Saved entries
=======

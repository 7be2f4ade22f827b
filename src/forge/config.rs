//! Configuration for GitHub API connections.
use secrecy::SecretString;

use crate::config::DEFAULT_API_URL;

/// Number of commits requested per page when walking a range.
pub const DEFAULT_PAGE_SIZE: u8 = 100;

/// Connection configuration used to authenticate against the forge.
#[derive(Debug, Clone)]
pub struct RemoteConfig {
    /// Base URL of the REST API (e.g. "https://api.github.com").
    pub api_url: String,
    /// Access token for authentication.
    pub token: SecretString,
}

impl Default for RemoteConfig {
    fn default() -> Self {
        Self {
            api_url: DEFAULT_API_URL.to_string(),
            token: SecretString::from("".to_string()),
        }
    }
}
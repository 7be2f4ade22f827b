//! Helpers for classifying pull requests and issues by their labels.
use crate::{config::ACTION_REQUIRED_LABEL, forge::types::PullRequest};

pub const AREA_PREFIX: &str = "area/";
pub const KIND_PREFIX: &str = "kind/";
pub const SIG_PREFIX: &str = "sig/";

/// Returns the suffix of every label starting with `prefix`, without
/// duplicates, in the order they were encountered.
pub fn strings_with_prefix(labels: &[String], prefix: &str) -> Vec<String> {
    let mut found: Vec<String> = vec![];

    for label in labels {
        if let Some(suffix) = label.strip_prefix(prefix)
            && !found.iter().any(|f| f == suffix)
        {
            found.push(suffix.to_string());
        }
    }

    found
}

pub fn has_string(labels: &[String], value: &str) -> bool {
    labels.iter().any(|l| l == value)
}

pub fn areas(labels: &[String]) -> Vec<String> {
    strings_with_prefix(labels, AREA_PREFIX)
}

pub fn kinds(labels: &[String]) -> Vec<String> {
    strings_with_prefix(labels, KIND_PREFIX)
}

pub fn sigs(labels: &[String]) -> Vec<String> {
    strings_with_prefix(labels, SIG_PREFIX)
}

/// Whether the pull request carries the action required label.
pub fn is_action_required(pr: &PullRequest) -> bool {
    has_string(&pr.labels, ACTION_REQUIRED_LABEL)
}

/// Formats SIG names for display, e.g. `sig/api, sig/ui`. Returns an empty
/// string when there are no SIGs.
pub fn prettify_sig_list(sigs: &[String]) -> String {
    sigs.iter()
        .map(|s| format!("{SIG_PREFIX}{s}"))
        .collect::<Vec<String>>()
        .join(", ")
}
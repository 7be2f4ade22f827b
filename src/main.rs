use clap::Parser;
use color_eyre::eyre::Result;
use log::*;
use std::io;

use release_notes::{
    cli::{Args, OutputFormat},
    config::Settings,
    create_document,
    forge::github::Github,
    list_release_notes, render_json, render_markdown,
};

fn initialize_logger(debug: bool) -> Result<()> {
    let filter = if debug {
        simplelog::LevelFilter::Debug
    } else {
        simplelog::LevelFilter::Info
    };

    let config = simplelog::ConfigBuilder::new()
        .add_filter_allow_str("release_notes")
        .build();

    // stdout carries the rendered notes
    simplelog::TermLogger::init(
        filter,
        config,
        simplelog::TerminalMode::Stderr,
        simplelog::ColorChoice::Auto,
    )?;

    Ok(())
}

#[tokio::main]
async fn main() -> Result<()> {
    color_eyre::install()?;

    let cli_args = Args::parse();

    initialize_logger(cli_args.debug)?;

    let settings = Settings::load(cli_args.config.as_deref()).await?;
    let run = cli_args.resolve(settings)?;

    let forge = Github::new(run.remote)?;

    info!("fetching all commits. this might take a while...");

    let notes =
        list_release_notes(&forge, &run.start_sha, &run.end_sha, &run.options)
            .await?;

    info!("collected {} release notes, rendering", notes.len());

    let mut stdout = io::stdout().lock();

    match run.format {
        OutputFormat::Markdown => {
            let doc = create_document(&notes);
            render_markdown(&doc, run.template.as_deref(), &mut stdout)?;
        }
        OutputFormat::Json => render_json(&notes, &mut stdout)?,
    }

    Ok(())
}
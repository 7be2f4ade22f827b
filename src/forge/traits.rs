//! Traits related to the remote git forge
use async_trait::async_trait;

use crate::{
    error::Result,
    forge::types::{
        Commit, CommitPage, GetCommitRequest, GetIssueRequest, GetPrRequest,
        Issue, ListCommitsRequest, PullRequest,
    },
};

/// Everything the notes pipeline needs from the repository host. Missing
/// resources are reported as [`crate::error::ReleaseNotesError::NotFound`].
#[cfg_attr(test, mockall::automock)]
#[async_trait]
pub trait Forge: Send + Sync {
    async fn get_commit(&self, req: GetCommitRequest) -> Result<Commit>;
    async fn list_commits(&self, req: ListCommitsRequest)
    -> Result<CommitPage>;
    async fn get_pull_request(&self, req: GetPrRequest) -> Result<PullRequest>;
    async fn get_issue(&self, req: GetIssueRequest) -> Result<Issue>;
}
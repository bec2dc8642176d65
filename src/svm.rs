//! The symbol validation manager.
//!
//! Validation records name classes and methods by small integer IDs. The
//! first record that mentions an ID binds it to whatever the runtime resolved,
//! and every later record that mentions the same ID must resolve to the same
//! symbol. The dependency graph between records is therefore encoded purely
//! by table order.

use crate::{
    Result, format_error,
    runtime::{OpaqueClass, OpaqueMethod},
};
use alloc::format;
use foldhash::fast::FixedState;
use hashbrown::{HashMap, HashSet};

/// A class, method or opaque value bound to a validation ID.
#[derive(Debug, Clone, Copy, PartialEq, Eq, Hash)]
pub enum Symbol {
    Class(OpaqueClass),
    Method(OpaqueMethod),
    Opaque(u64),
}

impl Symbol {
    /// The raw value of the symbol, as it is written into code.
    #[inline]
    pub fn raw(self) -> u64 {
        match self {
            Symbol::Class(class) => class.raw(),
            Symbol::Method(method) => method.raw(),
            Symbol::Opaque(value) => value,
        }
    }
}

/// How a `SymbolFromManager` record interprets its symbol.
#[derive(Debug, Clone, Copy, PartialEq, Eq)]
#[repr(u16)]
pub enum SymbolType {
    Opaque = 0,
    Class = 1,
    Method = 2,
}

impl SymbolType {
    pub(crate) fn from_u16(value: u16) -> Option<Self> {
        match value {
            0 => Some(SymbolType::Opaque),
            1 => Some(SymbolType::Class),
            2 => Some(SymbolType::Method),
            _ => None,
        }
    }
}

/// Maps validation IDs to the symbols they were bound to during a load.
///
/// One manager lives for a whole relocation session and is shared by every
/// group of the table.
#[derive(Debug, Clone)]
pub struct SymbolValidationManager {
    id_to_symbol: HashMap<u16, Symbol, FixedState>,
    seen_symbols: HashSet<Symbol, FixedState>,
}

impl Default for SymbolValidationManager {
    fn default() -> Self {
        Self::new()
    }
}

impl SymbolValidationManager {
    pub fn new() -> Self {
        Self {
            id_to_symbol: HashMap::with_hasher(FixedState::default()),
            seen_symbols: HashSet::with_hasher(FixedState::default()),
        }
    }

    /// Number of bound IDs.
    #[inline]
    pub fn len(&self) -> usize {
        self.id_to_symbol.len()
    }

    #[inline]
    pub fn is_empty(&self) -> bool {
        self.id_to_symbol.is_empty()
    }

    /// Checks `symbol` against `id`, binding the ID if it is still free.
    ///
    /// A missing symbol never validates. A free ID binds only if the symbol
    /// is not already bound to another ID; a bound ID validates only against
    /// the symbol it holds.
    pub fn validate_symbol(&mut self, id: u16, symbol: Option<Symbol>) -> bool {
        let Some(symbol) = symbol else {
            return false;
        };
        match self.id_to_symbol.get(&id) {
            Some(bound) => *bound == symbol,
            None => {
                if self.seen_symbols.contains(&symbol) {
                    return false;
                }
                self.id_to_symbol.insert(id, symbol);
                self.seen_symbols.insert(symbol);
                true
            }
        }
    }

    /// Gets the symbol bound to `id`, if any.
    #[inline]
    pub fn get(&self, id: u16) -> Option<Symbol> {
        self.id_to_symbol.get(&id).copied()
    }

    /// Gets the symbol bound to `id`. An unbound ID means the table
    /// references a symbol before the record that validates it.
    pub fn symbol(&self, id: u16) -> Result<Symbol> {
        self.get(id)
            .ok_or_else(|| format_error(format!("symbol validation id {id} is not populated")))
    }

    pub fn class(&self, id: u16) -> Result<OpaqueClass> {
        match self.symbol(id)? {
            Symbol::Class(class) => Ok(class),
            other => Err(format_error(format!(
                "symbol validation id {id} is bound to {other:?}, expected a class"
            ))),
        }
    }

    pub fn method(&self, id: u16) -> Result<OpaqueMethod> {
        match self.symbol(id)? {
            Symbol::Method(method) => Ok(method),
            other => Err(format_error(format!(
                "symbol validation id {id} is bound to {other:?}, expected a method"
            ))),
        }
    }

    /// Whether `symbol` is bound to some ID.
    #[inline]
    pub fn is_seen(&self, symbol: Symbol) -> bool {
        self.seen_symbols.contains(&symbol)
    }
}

=======

Assigned task :: Check each line above for the string "free" and show the ones that have it.

Solution to the exercise ::
    /// Checks `symbol` against `id`, binding the ID if it is still free.
    /// A missing symbol never validates. A free ID binds only if the symbol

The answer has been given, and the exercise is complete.